Much of the age-related decline of the immune system can be blamed on cytomegalovirus (CMV). Near everyone is exposed to this type of herpesvirus at some point in life, and because the immune system cannot effectively clear it from the body ever more immune cells become uselessly and redundantly specialized to attack it. Since the immune system is limited in the number of cells it can support at any given time, this means that there are ever fewer cells capable of responding effectively to new threats, or patrolling the body to destroy senescent or cancerous cells.

An effective cytomegalovirus vaccine or other method of clearance and prevention will be useful for the young, and research is progressing, but this isn't an effective treatment for the old. There, the damage is already done. The best approach for rejuvenation of the immune system in this case is something along the lines of introducing new cells and destroying existing CMV-specialized cells to free up space. Nonetheless, here is an example of progress towards an effective vaccine for CMV:

Identification of immune correlates of protection for viral vaccines is complicated by multiple factors, but there is general consensus on the importance of antibodies that neutralize viral attachment to susceptible cells. Development of new viral vaccines has mostly followed this neutralizing antibody paradigm, but as a recent clinical trial of human cytomegalovirus (HCMV) vaccination demonstrated, this singular approach can yield limited protective efficacy.

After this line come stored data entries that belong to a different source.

//! Turning local edits into operation batches.
//!
//! Every method builds one batch, submits it, and only touches the caller's
//! entity and the cached snapshot after the server accepted the batch. A
//! failed submission leaves both exactly as they were, so the same call can
//! simply be retried.

use crate::error::{ClientError, ClientResult};
use crate::graph::EntityGraph;
use crate::transport::{FormField, RequestBody};
use larder_core::{CalendarEvent, CoreError, Item, List, Recipe, RecipeCollection};
use larder_protocol::{
    Endpoint, HandlerId, Operation, OperationBatch, OperationPayload, OperationTarget,
    ProtocolError, WireCodec,
};
use std::sync::Arc;
use tracing::{debug, warn};

/// Submits operations for the entity graph.
pub struct MutationProtocol {
    graph: Arc<EntityGraph>,
    codec: Arc<dyn WireCodec>,
}

impl MutationProtocol {
    /// Creates a protocol submitting through the graph's session.
    pub fn new(graph: Arc<EntityGraph>, codec: Arc<dyn WireCodec>) -> Self {
        Self { graph, codec }
    }

    /// Encodes and posts a batch to its endpoint.
    ///
    /// A non-2xx status becomes [`ClientError::Sync`] naming the handler of
    /// the first operation.
    pub async fn submit(&self, batch: &OperationBatch) -> ClientResult<()> {
        let Some(handler) = batch.iter().next().map(Operation::handler) else {
            return Err(ProtocolError::EmptyBatch.into());
        };
        let bytes = self.codec.encode_operations(batch)?;
        let endpoint = batch.endpoint();

        debug!(%endpoint, %handler, operations = batch.len(), "submitting batch");
        let body = RequestBody::Form(vec![FormField::binary("operations", bytes)]);
        match self
            .graph
            .session()
            .authenticated_request(endpoint.path(), body)
            .await
        {
            Ok(_) => Ok(()),
            Err(ClientError::UnexpectedStatus { status, .. }) => {
                warn!(%handler, status, "batch rejected");
                Err(ClientError::Sync { handler, status })
            }
            Err(e) => Err(e),
        }
    }

    /// Sends one operation per dirty field of an item.
    ///
    /// Returns the number of operations sent; a clean item sends nothing.
    pub async fn save_item(&self, item: &mut Item) -> ClientResult<usize> {
        if !item.is_dirty() {
            return Ok(0);
        }
        let list_id = item
            .list_id()
            .ok_or_else(|| CoreError::invalid_operation("item is not on a list"))?
            .to_string();

        let user_id = self.user_id();
        let mut batch = OperationBatch::new(Endpoint::ShoppingLists);
        for &field in item.dirty_fields() {
            batch.push(Operation::new(
                field.handler(),
                user_id.clone(),
                OperationTarget::list_item(&list_id, item.identifier().as_str()),
                OperationPayload::Value(item.field_value(field)),
            ))?;
        }
        self.submit(&batch).await?;

        item.mark_clean();
        let saved: &Item = item;
        self.graph.apply(|snapshot| {
            if let Some(list) = snapshot.list_mut(&list_id) {
                list.apply_saved(saved);
            }
        });
        Ok(batch.len())
    }

    /// Adds a copy of `item` to `list` and returns the copy.
    ///
    /// The copy is assigned to the list before anything is sent, so an item
    /// that already belongs to a list fails without a request.
    pub async fn add_item(&self, list: &mut List, item: &Item) -> ClientResult<Item> {
        let list_id = list.identifier().as_str().to_string();
        let mut added = item.clone();
        added.assign_list(&list_id)?;
        let user_id = self.user_id();
        if added.user_id().is_none() {
            if let Some(user_id) = &user_id {
                added.assign_user_id(user_id.as_str())?;
            }
        }

        let operation = Operation::new(
            HandlerId::AddShoppingListItem,
            user_id,
            OperationTarget::list_item(&list_id, added.identifier().as_str()),
            OperationPayload::ListItem(added.to_wire()),
        );
        self.submit(&OperationBatch::single(operation)).await?;

        added.mark_clean();
        list.apply_added(added.clone());
        self.graph.apply(|snapshot| {
            if let Some(cached) = snapshot.list_mut(&list_id) {
                cached.apply_added(added.clone());
            }
        });
        Ok(added)
    }

    /// Removes an item from a list.
    pub async fn remove_item(&self, list: &mut List, item_id: &str) -> ClientResult<()> {
        let list_id = list.identifier().as_str().to_string();
        let item = list
            .item_by_id(item_id)
            .ok_or_else(|| ClientError::not_found("item", item_id))?;

        let operation = Operation::new(
            HandlerId::RemoveShoppingListItem,
            self.user_id(),
            OperationTarget::list_item(&list_id, item_id),
            OperationPayload::ListItem(item.to_wire()),
        );
        self.submit(&OperationBatch::single(operation)).await?;

        list.apply_removed(item_id);
        self.graph.apply(|snapshot| {
            if let Some(cached) = snapshot.list_mut(&list_id) {
                cached.apply_removed(item_id);
            }
        });
        Ok(())
    }

    /// Unchecks every item of a list.
    pub async fn uncheck_all(&self, list: &mut List) -> ClientResult<()> {
        let list_id = list.identifier().as_str().to_string();
        let operation = Operation::new(
            HandlerId::UncheckAll,
            self.user_id(),
            OperationTarget::list(&list_id),
            OperationPayload::None,
        );
        self.submit(&OperationBatch::single(operation)).await?;

        list.apply_unchecked_all();
        self.graph.apply(|snapshot| {
            if let Some(cached) = snapshot.list_mut(&list_id) {
                cached.apply_unchecked_all();
            }
        });
        Ok(())
    }

    /// Creates or updates a recipe.
    ///
    /// Always sends, since the same handler creates new recipes.
    pub async fn save_recipe(&self, recipe: &mut Recipe) -> ClientResult<()> {
        let recipe_data_id = self.recipe_data_id().await?;
        let mut outgoing = recipe.clone();
        outgoing.touch();

        self.submit_recipe(HandlerId::SaveRecipe, &recipe_data_id, &outgoing)
            .await?;

        outgoing.mark_clean();
        *recipe = outgoing;
        self.graph
            .apply(|snapshot| snapshot.upsert_recipe(recipe.clone()));
        Ok(())
    }

    /// Deletes a recipe.
    pub async fn delete_recipe(&self, recipe: &Recipe) -> ClientResult<()> {
        let recipe_data_id = self.recipe_data_id().await?;
        self.submit_recipe(HandlerId::RemoveRecipe, &recipe_data_id, recipe)
            .await?;

        self.graph.apply(|snapshot| {
            snapshot.remove_recipe(recipe.identifier().as_str());
        });
        Ok(())
    }

    /// Creates a recipe collection.
    pub async fn create_recipe_collection(&self, collection: &RecipeCollection) -> ClientResult<()> {
        let recipe_data_id = self.recipe_data_id().await?;
        self.submit_collection(
            HandlerId::NewRecipeCollection,
            &recipe_data_id,
            collection,
            Vec::new(),
        )
        .await?;

        self.graph
            .apply(|snapshot| snapshot.upsert_recipe_collection(collection.clone()));
        Ok(())
    }

    /// Deletes a recipe collection.
    pub async fn delete_recipe_collection(&self, collection: &RecipeCollection) -> ClientResult<()> {
        let recipe_data_id = self.recipe_data_id().await?;
        self.submit_collection(
            HandlerId::RemoveRecipeCollection,
            &recipe_data_id,
            collection,
            Vec::new(),
        )
        .await?;

        self.graph.apply(|snapshot| {
            snapshot.remove_recipe_collection(collection.identifier().as_str());
        });
        Ok(())
    }

    /// Adds a recipe to a collection.
    ///
    /// Returns false without a request if the recipe is already a member.
    pub async fn add_recipe_to_collection(
        &self,
        collection: &mut RecipeCollection,
        recipe_id: &str,
    ) -> ClientResult<bool> {
        if collection.contains(recipe_id) {
            return Ok(false);
        }
        let recipe_data_id = self.recipe_data_id().await?;
        let updated = collection.with_recipe(recipe_id);
        self.submit_collection(
            HandlerId::AddRecipesToCollection,
            &recipe_data_id,
            &updated,
            vec![recipe_id.to_string()],
        )
        .await?;

        *collection = updated;
        self.graph
            .apply(|snapshot| snapshot.upsert_recipe_collection(collection.clone()));
        Ok(true)
    }

    /// Removes a recipe from a collection.
    ///
    /// Returns false without a request if the recipe is not a member. The
    /// collection is sent as it is before the removal.
    pub async fn remove_recipe_from_collection(
        &self,
        collection: &mut RecipeCollection,
        recipe_id: &str,
    ) -> ClientResult<bool> {
        if !collection.contains(recipe_id) {
            return Ok(false);
        }
        let recipe_data_id = self.recipe_data_id().await?;
        self.submit_collection(
            HandlerId::RemoveRecipesFromCollection,
            &recipe_data_id,
            collection,
            vec![recipe_id.to_string()],
        )
        .await?;

        *collection = collection.without_recipe(recipe_id);
        self.graph
            .apply(|snapshot| snapshot.upsert_recipe_collection(collection.clone()));
        Ok(true)
    }

    /// Creates a calendar event.
    pub async fn create_calendar_event(&self, event: &mut CalendarEvent) -> ClientResult<()> {
        self.submit_event(HandlerId::NewEvent, event).await?;
        event.mark_clean();
        self.graph
            .apply(|snapshot| snapshot.upsert_calendar_event(event.clone()));
        Ok(())
    }

    /// Saves a modified calendar event. A clean event sends nothing.
    pub async fn save_calendar_event(&self, event: &mut CalendarEvent) -> ClientResult<()> {
        if !event.is_dirty() {
            return Ok(());
        }
        self.submit_event(HandlerId::SaveEvent, event).await?;
        event.mark_clean();
        self.graph
            .apply(|snapshot| snapshot.upsert_calendar_event(event.clone()));
        Ok(())
    }

    /// Deletes a calendar event.
    pub async fn delete_calendar_event(&self, event: &CalendarEvent) -> ClientResult<()> {
        self.submit_event(HandlerId::DeleteEvent, event).await?;
        self.graph.apply(|snapshot| {
            snapshot.remove_calendar_event(event.identifier().as_str());
        });
        Ok(())
    }

    fn user_id(&self) -> Option<String> {
        self.graph.session().user_id()
    }

    async fn recipe_data_id(&self) -> ClientResult<String> {
        let snapshot = self.graph.load_snapshot(false).await?;
        snapshot
            .recipe_data_id()
            .map(str::to_string)
            .ok_or(ClientError::MissingRecipeData)
    }

    async fn submit_recipe(
        &self,
        handler: HandlerId,
        recipe_data_id: &str,
        recipe: &Recipe,
    ) -> ClientResult<()> {
        let target = OperationTarget::recipe_data(recipe_data_id)
            .with_recipe_ids(vec![recipe.identifier().as_str().to_string()]);
        let operation = Operation::new(
            handler,
            self.user_id(),
            target,
            OperationPayload::Recipe(recipe.to_wire()),
        );
        self.submit(&OperationBatch::single(operation)).await
    }

    async fn submit_collection(
        &self,
        handler: HandlerId,
        recipe_data_id: &str,
        collection: &RecipeCollection,
        recipe_ids: Vec<String>,
    ) -> ClientResult<()> {
        let operation = Operation::new(
            handler,
            self.user_id(),
            OperationTarget::recipe_data(recipe_data_id).with_recipe_ids(recipe_ids),
            OperationPayload::RecipeCollection(collection.to_wire()),
        );
        self.submit(&OperationBatch::single(operation)).await
    }

    async fn submit_event(&self, handler: HandlerId, event: &CalendarEvent) -> ClientResult<()> {
        if event.calendar_id().is_empty() {
            return Err(ClientError::MissingCalendar);
        }
        let operation = Operation::new(
            handler,
            self.user_id(),
            OperationTarget::calendar_event(event.calendar_id(), event.identifier().as_str()),
            OperationPayload::CalendarEvent(event.to_wire()),
        );
        self.submit(&OperationBatch::single(operation)).await
    }
}

impl std::fmt::Debug for MutationProtocol {
    fn fmt(&self, f: &mut std::fmt::Formatter<'_>) -> std::fmt::Result {
        f.debug_struct("MutationProtocol")
            .field("graph", &self.graph)
            .finish_non_exhaustive()
    }
}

Since HCMV devotes more than 50% of its coding capacity to proteins that modulate host immunity, it is hypothesized that expansion of vaccine targets to include this part of the viral proteome will disrupt viral natural history. HCMV and rhesus cytomegalovirus (RhCMV) each encode an ortholog to the cellular interleukin-10 (cIL-10) cytokine: cmvIL-10 and rhcmvIL10, respectively. Despite extensive sequence divergence from their host's cIL-10, each viral IL-10 retains nearly identical functionality to cIL-10.

Uninfected rhesus macaques were immunized with engineered, nonfunctional rhcmvIL-10 variants, which were constructed by site-directed mutagenesis to abolish binding to the cIL-10 receptor. Vaccinees developed antibodies that neutralized rhcmvIL-10 function with no cross-neutralization of cIL-10. Following subcutaneous RhCMV challenge, the vaccinees exhibited both reduced RhCMV replication locally at the inoculation site and systemically and significantly reduced RhCMV shedding in bodily fluids compared to controls. Attenuation of RhCMV infection by rhcmvIL-10 vaccination argues that neutralization of viral immunomodulation may be a new vaccine paradigm for HCMV by expanding potential vaccine targets.